* INSTRUCTIONS TO FOLLOW:
Could you find every line in the records below that contains the word "hash" and copy it?
[Start of section]
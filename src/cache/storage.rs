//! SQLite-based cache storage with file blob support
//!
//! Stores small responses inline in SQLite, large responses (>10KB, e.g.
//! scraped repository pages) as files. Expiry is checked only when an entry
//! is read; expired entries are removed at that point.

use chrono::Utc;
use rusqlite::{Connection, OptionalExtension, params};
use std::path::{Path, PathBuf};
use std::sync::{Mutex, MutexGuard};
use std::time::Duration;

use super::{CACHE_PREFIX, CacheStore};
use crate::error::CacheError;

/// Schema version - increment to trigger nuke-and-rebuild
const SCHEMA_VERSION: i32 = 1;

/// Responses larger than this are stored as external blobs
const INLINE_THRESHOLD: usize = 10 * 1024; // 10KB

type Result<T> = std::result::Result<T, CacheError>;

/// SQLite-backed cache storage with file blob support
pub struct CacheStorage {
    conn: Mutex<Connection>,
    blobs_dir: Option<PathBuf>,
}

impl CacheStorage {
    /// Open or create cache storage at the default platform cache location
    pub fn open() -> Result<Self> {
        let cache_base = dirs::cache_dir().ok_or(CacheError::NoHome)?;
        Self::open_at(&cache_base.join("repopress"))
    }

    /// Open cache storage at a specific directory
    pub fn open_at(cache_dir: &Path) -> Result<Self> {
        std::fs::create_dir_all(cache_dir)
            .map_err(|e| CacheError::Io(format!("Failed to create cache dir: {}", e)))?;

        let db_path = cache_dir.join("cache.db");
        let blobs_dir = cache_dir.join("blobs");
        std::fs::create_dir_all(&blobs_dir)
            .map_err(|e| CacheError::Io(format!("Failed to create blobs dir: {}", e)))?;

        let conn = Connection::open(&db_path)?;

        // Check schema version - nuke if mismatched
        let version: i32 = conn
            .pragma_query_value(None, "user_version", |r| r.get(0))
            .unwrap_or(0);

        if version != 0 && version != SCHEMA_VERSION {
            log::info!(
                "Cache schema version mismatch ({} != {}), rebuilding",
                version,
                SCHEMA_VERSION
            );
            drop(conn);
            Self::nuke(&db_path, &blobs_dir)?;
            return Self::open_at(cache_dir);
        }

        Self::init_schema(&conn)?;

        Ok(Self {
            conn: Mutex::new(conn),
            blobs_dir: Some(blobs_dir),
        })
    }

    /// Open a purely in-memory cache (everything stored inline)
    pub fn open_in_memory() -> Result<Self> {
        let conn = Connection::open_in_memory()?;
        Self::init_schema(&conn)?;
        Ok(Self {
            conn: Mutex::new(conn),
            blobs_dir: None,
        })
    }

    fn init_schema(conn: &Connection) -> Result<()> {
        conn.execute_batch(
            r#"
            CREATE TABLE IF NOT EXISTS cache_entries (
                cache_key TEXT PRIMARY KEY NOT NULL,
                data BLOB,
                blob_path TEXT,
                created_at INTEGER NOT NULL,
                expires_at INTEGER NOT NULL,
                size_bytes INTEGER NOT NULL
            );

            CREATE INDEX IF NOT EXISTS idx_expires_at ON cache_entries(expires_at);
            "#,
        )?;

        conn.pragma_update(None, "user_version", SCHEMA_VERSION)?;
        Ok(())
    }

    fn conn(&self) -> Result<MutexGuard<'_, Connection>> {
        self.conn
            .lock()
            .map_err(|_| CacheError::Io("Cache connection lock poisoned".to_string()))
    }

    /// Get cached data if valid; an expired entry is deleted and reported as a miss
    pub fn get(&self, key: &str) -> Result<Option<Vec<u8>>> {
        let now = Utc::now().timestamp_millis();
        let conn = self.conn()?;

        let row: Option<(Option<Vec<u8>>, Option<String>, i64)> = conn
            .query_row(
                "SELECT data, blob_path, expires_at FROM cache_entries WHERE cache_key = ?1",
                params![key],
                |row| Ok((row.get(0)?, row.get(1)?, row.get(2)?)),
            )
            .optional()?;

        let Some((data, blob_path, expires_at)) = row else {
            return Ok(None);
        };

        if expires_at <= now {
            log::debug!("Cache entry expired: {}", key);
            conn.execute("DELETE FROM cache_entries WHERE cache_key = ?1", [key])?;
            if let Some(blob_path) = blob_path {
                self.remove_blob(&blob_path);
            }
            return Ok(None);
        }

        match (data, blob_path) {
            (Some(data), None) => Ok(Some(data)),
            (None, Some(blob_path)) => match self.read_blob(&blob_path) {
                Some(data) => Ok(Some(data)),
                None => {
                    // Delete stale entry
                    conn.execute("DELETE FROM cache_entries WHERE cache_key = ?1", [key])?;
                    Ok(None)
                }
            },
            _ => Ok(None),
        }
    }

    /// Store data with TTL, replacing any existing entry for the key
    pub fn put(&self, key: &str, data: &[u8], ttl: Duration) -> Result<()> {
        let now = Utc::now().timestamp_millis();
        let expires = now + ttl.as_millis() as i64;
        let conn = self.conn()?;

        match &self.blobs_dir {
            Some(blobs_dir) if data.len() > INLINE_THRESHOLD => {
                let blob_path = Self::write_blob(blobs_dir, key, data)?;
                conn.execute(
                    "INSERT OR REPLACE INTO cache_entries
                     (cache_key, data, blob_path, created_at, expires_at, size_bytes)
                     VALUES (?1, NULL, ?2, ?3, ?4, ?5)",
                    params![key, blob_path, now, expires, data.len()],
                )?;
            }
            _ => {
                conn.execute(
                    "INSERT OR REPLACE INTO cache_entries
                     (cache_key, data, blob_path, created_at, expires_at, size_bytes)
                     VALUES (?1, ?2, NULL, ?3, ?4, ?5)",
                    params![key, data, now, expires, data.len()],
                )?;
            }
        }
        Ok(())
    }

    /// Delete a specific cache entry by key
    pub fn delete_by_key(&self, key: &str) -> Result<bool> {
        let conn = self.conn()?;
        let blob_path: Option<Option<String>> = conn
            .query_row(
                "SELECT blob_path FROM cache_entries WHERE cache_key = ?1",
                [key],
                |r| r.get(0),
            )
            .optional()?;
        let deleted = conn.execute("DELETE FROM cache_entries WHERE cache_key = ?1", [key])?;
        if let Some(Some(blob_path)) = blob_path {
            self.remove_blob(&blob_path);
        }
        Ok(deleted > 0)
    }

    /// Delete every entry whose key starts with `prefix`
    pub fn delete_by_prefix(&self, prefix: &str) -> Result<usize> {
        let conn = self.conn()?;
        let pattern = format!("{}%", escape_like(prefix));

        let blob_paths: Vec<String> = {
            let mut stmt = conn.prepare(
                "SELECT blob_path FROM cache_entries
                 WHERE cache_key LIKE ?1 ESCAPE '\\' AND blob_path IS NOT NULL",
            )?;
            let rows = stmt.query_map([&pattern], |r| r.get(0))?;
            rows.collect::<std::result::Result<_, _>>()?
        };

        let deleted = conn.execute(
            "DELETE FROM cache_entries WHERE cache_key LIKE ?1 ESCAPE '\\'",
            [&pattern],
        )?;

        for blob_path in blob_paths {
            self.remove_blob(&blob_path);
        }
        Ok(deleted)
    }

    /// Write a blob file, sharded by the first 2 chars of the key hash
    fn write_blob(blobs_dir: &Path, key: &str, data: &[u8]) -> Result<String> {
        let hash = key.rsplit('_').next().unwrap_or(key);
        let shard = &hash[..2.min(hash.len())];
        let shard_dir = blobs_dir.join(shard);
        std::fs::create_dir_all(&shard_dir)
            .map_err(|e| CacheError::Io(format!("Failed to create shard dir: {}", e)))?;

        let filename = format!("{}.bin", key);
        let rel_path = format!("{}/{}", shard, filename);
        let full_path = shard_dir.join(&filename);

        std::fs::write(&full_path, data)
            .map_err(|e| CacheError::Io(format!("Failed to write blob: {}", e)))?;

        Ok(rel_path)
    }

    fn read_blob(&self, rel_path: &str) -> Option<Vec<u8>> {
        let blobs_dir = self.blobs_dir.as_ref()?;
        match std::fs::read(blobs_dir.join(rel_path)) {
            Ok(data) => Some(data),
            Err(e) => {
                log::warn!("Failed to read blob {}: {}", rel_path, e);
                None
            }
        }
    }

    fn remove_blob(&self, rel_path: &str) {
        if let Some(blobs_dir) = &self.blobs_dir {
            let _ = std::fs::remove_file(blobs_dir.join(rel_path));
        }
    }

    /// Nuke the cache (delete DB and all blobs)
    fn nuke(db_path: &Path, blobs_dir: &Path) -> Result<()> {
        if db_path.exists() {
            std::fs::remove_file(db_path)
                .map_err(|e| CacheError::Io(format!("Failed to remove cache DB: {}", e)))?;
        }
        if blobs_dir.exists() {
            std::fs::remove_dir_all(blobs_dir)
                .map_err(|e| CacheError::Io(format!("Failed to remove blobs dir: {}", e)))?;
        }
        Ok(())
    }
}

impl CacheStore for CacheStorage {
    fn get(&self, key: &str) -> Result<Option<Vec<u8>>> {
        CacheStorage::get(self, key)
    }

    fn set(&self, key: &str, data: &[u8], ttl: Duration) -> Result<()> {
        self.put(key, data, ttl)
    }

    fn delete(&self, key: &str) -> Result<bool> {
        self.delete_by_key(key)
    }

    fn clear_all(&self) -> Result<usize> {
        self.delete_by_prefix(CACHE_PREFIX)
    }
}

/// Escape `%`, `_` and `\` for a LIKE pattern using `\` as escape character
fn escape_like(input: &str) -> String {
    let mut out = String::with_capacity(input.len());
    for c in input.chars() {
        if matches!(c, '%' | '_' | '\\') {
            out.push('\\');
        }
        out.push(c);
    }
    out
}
[End of section]
* WRITTEN REPLY:
    /// Write a blob file, sharded by the first 2 chars of the key hash
        let hash = key.rsplit('_').next().unwrap_or(key);
        let shard = &hash[..2.min(hash.len())];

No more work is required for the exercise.